Chile es una recóndita tierra de grandes poetas que han trascendido sus voces para convertirse en autores reconocidos en todo el mundo: Vicente Huidobro, Gabriela Mistral, Pablo Neruda o Gonzalo Rojas, muerto este abril. Grandes poetas, en efecto, pero sobre todo transgresores que han marcado nuevas pautas poéticas. Es el caso de Nicanor Parra, nacido en Chillán, en 1914, que revolucionó las letras chilenas a mediados de la década de los cincuenta con su propuesta de «antipoesía» y que ayer recibió el premio Cervantes: «Se acababa de despertar y al principio no se lo creía –contó a este periódico su hija cuando transmitió a su padre la noticia–. Se pensaba que era una equivocación. Está muy contento».

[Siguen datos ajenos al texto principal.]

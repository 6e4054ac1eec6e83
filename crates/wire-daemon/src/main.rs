use std::path::PathBuf;
use std::time::Duration;

use clap::Parser;
use tracing_subscriber::EnvFilter;
use wire_daemon::supervisor::{Supervisor, SupervisorOptions};

/// wire-daemon: the long-running supervisor for a declared network fabric.
#[derive(Parser, Debug)]
#[command(author, version, about)]
struct Cli {
    /// Path to the declarative config file (default: /etc/wire/network.conf).
    #[arg(long)]
    config: Option<PathBuf>,

    /// Path to the PID file (default: /run/wire.pid).
    #[arg(long)]
    pid_file: Option<PathBuf>,

    /// Path to the IPC Unix domain socket (default: /run/wire.sock).
    #[arg(long)]
    socket: Option<PathBuf>,

    /// Seconds between periodic reconciliations.
    #[arg(long, default_value_t = 30)]
    reconcile_interval: u64,

    /// Compute and log changes without applying them.
    #[arg(long)]
    dry_run: bool,

    /// Emit debug-level logging.
    #[arg(short, long)]
    verbose: bool,
}

#[tokio::main]
async fn main() -> anyhow::Result<()> {
    let cli = Cli::parse();

    let filter = if cli.verbose {
        EnvFilter::new("debug")
    } else {
        EnvFilter::try_from_default_env().unwrap_or_else(|_| EnvFilter::new("info"))
    };
    tracing_subscriber::fmt().with_env_filter(filter).with_target(false).init();

    let defaults = SupervisorOptions::default();
    let options = SupervisorOptions {
        config_path: cli.config.unwrap_or(defaults.config_path),
        pid_path: cli.pid_file.unwrap_or(defaults.pid_path),
        socket_path: cli.socket.unwrap_or(defaults.socket_path),
        reconcile_interval: Duration::from_secs(cli.reconcile_interval),
        dry_run: cli.dry_run,
        ..defaults
    };

    let supervisor = Supervisor::start(options).await?;
    supervisor.run().await?;
    Ok(())
}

¿Pero quién es este escritor que fue capaz de alcanzar una gran resonancia cuando en su país nadie podía hacer sombra al omnipresente Neruda y que en los sesenta fue traducido por otro rebelde literario, el beat Allen Ginsberg en Estados Unidos? Pues un hombre que desde lo local va a instalarse en lo universal, al igual que su hermana, la cantante Violeta: su origen vital es provinciano, como sus primeras composiciones, influidas por el refranero y el folclore chilenos, caso de «La cueca larga» (1958), libro publicado en Santiago, adonde se había trasladado en 1932 para seguir su educación secundaria. Es el tiempo de la dictadura chilena, de su graduación en Matemáticas, de estudiar, gracias a una beca, en la Brown University.

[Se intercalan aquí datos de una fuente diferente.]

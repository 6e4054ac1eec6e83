//! Bond link specialization.

use tracing::info;

use crate::abi::*;
use crate::attr::{self, Attr};
use crate::channel::Channel;
use crate::error::ChannelError;
use crate::object::link::{self, Interface, LinkKind};

#[derive(Clone, Copy, Debug, PartialEq, Eq)]
pub enum BondMode {
    BalanceRr,
    ActiveBackup,
    BalanceXor,
    Broadcast,
    Ieee8023ad,
    BalanceTlb,
    BalanceAlb,
}

impl BondMode {
    pub fn as_u8(self) -> u8 {
        match self {
            BondMode::BalanceRr => 0,
            BondMode::ActiveBackup => 1,
            BondMode::BalanceXor => 2,
            BondMode::Broadcast => 3,
            BondMode::Ieee8023ad => 4,
            BondMode::BalanceTlb => 5,
            BondMode::BalanceAlb => 6,
        }
    }

    pub fn from_u8(v: u8) -> Option<Self> {
        Some(match v {
            0 => BondMode::BalanceRr,
            1 => BondMode::ActiveBackup,
            2 => BondMode::BalanceXor,
            3 => BondMode::Broadcast,
            4 => BondMode::Ieee8023ad,
            5 => BondMode::BalanceTlb,
            6 => BondMode::BalanceAlb,
            _ => return None,
        })
    }

    pub fn parse(s: &str) -> Option<Self> {
        match s {
            "0" | "balance-rr" => Some(BondMode::BalanceRr),
            "1" | "active-backup" => Some(BondMode::ActiveBackup),
            "2" | "balance-xor" => Some(BondMode::BalanceXor),
            "3" | "broadcast" => Some(BondMode::Broadcast),
            "4" | "802.3ad" => Some(BondMode::Ieee8023ad),
            "5" | "balance-tlb" => Some(BondMode::BalanceTlb),
            "6" | "balance-alb" => Some(BondMode::BalanceAlb),
            _ => None,
        }
    }
}

#[derive(Clone, Debug)]
pub struct BondSpec {
    pub name: String,
    pub mode: BondMode,
    pub miimon: u32,
    pub updelay: u32,
    pub downdelay: u32,
    pub xmit_hash_policy: Option<String>,
    pub lacp_rate: Option<String>,
    pub ad_select: Option<String>,
}

impl Default for BondSpec {
    fn default() -> Self {
        Self {
            name: String::new(),
            mode: BondMode::BalanceRr,
            miimon: 100,
            updelay: 0,
            downdelay: 0,
            xmit_hash_policy: None,
            lacp_rate: None,
            ad_select: None,
        }
    }
}

#[derive(Clone, Debug)]
pub struct Bond {
    pub name: String,
    pub index: i32,
    pub mode: BondMode,
    pub miimon: u32,
    pub updelay: u32,
    pub downdelay: u32,
    pub xmit_hash_policy: Option<String>,
    pub lacp_rate: Option<String>,
    pub ad_select: Option<String>,
    pub members: Vec<i32>,
}

/// Build a bond from its base [`Interface`] plus the member list the
/// caller has already derived from `IFLA_MASTER` scans of the link list.
pub fn from_interface_and_info(iface: &Interface, info_data: &[Attr], members: Vec<i32>) -> Bond {
    let mode = attr::find(info_data, IFLA_BOND_MODE)
        .and_then(attr::as_u8)
        .and_then(BondMode::from_u8)
        .unwrap_or(BondMode::BalanceRr);
    let miimon = attr::find(info_data, IFLA_BOND_MIIMON).and_then(attr::as_u32).unwrap_or(0);
    let updelay = attr::find(info_data, IFLA_BOND_UPDELAY).and_then(attr::as_u32).unwrap_or(0);
    let downdelay = attr::find(info_data, IFLA_BOND_DOWNDELAY).and_then(attr::as_u32).unwrap_or(0);
    Bond {
        name: iface.name.clone(),
        index: iface.index,
        mode,
        miimon,
        updelay,
        downdelay,
        xmit_hash_policy: None,
        lacp_rate: None,
        ad_select: None,
        members,
    }
}

/// Enumerate every bond link plus its current member set.
pub async fn list(chan: &Channel) -> Result<Vec<Bond>, ChannelError> {
    let ifaces = link::list(chan).await?;
    let bonds: Vec<&Interface> = ifaces.iter().filter(|i| i.link_kind == LinkKind::Bond).collect();
    let mut out = Vec::with_capacity(bonds.len());
    for b in bonds {
        let members: Vec<i32> = ifaces
            .iter()
            .filter(|m| m.master_index == Some(b.index))
            .map(|m| m.index)
            .collect();
        let info = b.info_data.as_deref().map(attr::nested).unwrap_or_default();
        out.push(from_interface_and_info(b, &info, members));
    }
    Ok(out)
}

pub async fn get_by_name(chan: &Channel, name: &str) -> Result<Bond, ChannelError> {
    list(chan)
        .await?
        .into_iter()
        .find(|b| b.name == name)
        .ok_or(ChannelError::Request {
            kind: crate::error::ErrorKind::NotFound,
            source: None,
        })
}

/// Create a bond link with `CREATE|EXCL` semantics.
pub async fn create(chan: &Channel, spec: &BondSpec) -> Result<(), ChannelError> {
    let seq = chan.next_seq();
    let mut b = link::begin_create(&spec.name, seq, chan.pid())?;
    let info = b.begin_nested(IFLA_LINKINFO)?;
    b.attr_str(IFLA_INFO_KIND, "bond")?;
    let data = b.begin_nested(IFLA_INFO_DATA)?;
    b.attr_u8(IFLA_BOND_MODE, spec.mode.as_u8())?;
    b.attr_u32(IFLA_BOND_MIIMON, spec.miimon)?;
    if spec.updelay > 0 {
        b.attr_u32(IFLA_BOND_UPDELAY, spec.updelay)?;
    }
    if spec.downdelay > 0 {
        b.attr_u32(IFLA_BOND_DOWNDELAY, spec.downdelay)?;
    }
    b.end_nested(data)?;
    b.end_nested(info)?;
    chan.request(b.finish(), seq).await?;
    info!(name = %spec.name, mode = spec.mode.as_u8(), "bond created");
    Ok(())
}

pub async fn delete(chan: &Channel, index: i32) -> Result<(), ChannelError> {
    link::delete(chan, index).await
}

/// Modify an existing bond's mode/miimon/delays in place (`RTM_NEWLINK`
/// without `CREATE`/`EXCL`).
pub async fn modify(chan: &Channel, index: i32, spec: &BondSpec) -> Result<(), ChannelError> {
    let seq = chan.next_seq();
    let mut b = link::begin_modify(index, seq, chan.pid())?;
    let info = b.begin_nested(IFLA_LINKINFO)?;
    b.attr_str(IFLA_INFO_KIND, "bond")?;
    let data = b.begin_nested(IFLA_INFO_DATA)?;
    b.attr_u8(IFLA_BOND_MODE, spec.mode.as_u8())?;
    b.attr_u32(IFLA_BOND_MIIMON, spec.miimon)?;
    b.attr_u32(IFLA_BOND_UPDELAY, spec.updelay)?;
    b.attr_u32(IFLA_BOND_DOWNDELAY, spec.downdelay)?;
    b.end_nested(data)?;
    b.end_nested(info)?;
    chan.request(b.finish(), seq).await?;
    info!(index, mode = spec.mode.as_u8(), "bond modified");
    Ok(())
}

/// Attach `member` to `bond` by setting the member's master link.
pub async fn attach_member(chan: &Channel, bond_index: i32, member_index: i32) -> Result<(), ChannelError> {
    link::set_master(chan, member_index, bond_index).await
}

/// Detach a member by clearing its master link (index 0).
pub async fn detach_member(chan: &Channel, member_index: i32) -> Result<(), ChannelError> {
    link::set_master(chan, member_index, 0).await
}

#[cfg(test)]
mod tests {
    use super::*;
    use crate::message::{MessageBuilder, NlHeader, BUF_CREATE};

    fn stub_interface(name: &str, index: i32) -> Interface {
        Interface {
            name: name.to_string(),
            index,
            flags: 0,
            mtu: 1500,
            mac: None,
            operstate: 0,
            link_kind: LinkKind::Bond,
            master_index: None,
            info_data: None,
        }
    }

    #[test]
    fn from_interface_and_info_decodes_mode_and_miimon() {
        let header = NlHeader::request(crate::abi::RTM_NEWLINK, 0, 1, 1);
        let mut b = MessageBuilder::new(BUF_CREATE, header, &[0u8; 16]).unwrap();
        b.attr_u8(IFLA_BOND_MODE, BondMode::Ieee8023ad.as_u8()).unwrap();
        b.attr_u32(IFLA_BOND_MIIMON, 250).unwrap();
        b.attr_u32(IFLA_BOND_UPDELAY, 100).unwrap();
        let bytes = b.finish();
        let info_data: Vec<Attr> = crate::attr::AttrWalker::new(&bytes[32..]).collect_all();

        let iface = stub_interface("bond0", 9);
        let bond = from_interface_and_info(&iface, &info_data, vec![2, 3]);

        assert_eq!(bond.mode, BondMode::Ieee8023ad);
        assert_eq!(bond.miimon, 250);
        assert_eq!(bond.updelay, 100);
        assert_eq!(bond.members, vec![2, 3]);
    }

    #[test]
    fn from_interface_and_info_defaults_when_info_data_absent() {
        let iface = stub_interface("bond0", 9);
        let bond = from_interface_and_info(&iface, &[], Vec::new());
        assert_eq!(bond.mode, BondMode::BalanceRr);
        assert_eq!(bond.miimon, 0);
    }
}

Y es que la andadura de Parra inicialmente está asociada a la ciencia: en 1948 dirige la Escuela de Ingeniería de la Universidad de Chile y luego estudia cosmología en Oxford. Su primer poemario había sido «Cancionero sin nombre» (1937), lleno de romances, que luego desdeñaría; de hecho, su verdadero debut es «Poemas y antipoemas» (1954), donde Parra mezcla la nostalgia por la infancia con el pensamiento sarcástico, el lenguaje coloquial y el carácter autoparódico. Parra ya ha sentado las bases de su poética: un estilo que quiere captar el sinsentido de la vida, del drama del hombre moderno. Y siempre con ironías y paradojas, lo que le lleva a ser crítico con la autoridad eclesiástica o política, lo cual ha empujado a algunos estudiosos a considerar su antipoesía como poesía social. Algo apreciable en los libros «Versos de salón» (1962), la recopilación «Obra gruesa» (1969), «Artefactos» (1970), «Sermones y prédicas del Cristo de Elqui» (1979) y «Hojas de Parra» (1986).

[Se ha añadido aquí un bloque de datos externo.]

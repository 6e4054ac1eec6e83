//! Diff, dependency resolution, reconciliation, and pre-apply validation:
//! the layer that turns a live/desired pair of `wire-model::NetworkState`s
//! into kernel calls through `wire-netlink`.

pub mod diff;
pub mod error;
pub mod reconcile;
pub mod resolve;
pub mod validate;

pub use diff::{diff, Change, DiffOptions};
pub use error::EngineError;
pub use reconcile::{reconcile, ReconcilePolicy, ReconcileResult, ReconcileStats};
pub use resolve::{resolve, ResolveError};
pub use validate::{validate, Issue, IssueCode, Severity, ValidationReport};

Una trayectoria que también ha tenido ciertas curiosidades de trasfondo político y que han marcado en ocasiones su biografía; por ejemplo, en el año 1959, Nicanor Parra fue invitado al Congreso Mundial de la Paz que se celebraba en Pekín, ciudad a la que acudió a través de Estocolmo (durante la Guerra Fría los viajes que se hacían a los países socialistas siempre eran controlados por algunos órganos de seguridad occidentales). La mención viene al caso porque, en la capital sueca, se haría precisamente amigo de Artur Lundkvist, secretario de la Academia del Premio Nobel, en cuya casa coincide con la escritora Sun Axelsson, que se convertirá en su pareja (Parra estaba unido a otra sueca) de forma tan breve como tormentosa. Axelsson lo siguió a Chile y se hizo una gran divulgadora de la literatura chilena con sus traducciones de los grandes poetas. Y de entre ellos, hoy le toca tocar el cielo a Nicanor Parra, a sus 97 primaveras como poeta, o como le gustaría decir a él: antipoeta.